Beneath this task are records; count how many lines include the string "PathBuf" and answer with that number alone.

**Stored records**.
[Start of section]

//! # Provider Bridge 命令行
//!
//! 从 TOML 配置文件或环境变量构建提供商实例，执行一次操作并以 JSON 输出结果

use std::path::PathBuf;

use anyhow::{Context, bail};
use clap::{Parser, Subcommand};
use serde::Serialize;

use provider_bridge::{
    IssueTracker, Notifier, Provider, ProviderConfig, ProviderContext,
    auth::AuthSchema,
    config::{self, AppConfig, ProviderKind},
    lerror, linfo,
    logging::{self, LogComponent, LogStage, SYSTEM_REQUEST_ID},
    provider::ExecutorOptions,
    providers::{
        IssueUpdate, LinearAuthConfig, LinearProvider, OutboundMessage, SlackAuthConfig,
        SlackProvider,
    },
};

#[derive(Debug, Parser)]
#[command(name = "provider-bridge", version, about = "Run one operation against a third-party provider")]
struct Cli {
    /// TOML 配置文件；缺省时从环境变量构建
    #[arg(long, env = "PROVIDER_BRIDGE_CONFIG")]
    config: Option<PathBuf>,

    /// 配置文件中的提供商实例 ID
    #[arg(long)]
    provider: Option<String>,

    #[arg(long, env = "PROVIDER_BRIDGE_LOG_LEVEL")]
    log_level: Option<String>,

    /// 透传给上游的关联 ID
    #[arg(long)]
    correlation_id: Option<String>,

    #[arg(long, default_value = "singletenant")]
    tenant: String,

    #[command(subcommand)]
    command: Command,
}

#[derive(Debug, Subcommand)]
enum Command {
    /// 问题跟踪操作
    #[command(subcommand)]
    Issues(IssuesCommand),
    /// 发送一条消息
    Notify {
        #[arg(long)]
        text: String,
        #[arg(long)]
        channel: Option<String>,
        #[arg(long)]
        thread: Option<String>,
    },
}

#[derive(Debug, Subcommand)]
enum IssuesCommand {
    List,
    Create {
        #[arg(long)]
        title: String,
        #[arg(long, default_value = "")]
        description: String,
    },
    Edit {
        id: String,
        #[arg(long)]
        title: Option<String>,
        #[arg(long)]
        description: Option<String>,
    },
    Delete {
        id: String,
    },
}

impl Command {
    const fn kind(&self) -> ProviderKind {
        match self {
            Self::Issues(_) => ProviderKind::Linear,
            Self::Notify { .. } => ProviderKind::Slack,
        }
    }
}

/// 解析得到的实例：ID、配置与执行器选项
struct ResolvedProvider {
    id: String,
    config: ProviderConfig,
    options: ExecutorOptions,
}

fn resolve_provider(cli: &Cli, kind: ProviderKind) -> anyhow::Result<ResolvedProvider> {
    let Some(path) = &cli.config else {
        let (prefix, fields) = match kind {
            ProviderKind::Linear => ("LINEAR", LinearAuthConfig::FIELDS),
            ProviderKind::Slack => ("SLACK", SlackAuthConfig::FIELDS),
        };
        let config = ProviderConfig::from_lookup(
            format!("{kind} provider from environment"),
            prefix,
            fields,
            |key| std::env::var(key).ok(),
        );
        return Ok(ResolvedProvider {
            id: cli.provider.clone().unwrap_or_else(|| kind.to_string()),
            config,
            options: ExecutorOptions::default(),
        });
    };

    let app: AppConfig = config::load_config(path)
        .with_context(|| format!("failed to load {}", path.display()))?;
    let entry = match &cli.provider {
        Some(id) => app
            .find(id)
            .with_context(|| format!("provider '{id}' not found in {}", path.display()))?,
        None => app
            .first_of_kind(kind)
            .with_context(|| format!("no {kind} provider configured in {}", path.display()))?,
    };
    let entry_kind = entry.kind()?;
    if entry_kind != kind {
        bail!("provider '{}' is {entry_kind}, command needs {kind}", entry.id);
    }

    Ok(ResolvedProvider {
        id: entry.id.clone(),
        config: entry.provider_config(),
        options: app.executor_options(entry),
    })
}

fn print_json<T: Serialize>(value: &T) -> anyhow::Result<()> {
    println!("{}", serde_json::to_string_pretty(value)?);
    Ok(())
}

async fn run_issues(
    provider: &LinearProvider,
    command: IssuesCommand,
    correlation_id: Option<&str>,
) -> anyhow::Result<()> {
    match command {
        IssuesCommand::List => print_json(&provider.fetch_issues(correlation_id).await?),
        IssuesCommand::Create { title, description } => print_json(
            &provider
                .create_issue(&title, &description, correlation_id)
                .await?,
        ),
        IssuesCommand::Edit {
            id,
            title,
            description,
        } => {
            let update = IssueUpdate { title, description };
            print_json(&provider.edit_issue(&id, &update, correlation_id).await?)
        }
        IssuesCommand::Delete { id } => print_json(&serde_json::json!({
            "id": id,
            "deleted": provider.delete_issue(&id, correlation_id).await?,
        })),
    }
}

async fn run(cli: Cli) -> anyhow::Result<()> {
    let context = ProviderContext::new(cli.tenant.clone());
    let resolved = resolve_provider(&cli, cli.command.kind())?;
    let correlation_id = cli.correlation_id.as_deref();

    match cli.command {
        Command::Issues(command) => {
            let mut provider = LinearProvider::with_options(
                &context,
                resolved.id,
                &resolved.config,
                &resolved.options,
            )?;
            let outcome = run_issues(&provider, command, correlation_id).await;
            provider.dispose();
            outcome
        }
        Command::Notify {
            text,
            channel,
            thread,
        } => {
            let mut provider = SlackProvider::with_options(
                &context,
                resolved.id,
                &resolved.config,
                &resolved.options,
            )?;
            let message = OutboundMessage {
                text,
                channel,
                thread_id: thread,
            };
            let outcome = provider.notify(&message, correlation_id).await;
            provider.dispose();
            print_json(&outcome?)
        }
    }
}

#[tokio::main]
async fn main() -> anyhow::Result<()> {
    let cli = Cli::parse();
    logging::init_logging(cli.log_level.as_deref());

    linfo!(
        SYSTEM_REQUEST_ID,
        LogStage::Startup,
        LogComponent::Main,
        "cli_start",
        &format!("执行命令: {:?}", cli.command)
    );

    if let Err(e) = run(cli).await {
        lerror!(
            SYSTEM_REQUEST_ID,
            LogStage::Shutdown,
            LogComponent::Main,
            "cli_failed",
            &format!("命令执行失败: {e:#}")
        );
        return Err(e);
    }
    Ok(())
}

[End of section]
[Start of section]

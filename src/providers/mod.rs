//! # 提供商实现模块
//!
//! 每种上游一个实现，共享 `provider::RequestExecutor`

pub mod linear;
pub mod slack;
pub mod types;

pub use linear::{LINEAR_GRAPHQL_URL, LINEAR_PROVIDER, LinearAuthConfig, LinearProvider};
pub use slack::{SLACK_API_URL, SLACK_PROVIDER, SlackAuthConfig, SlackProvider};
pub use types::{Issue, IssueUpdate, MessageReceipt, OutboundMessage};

[End of section]

**SOLUTION TO THIS TASK**.
2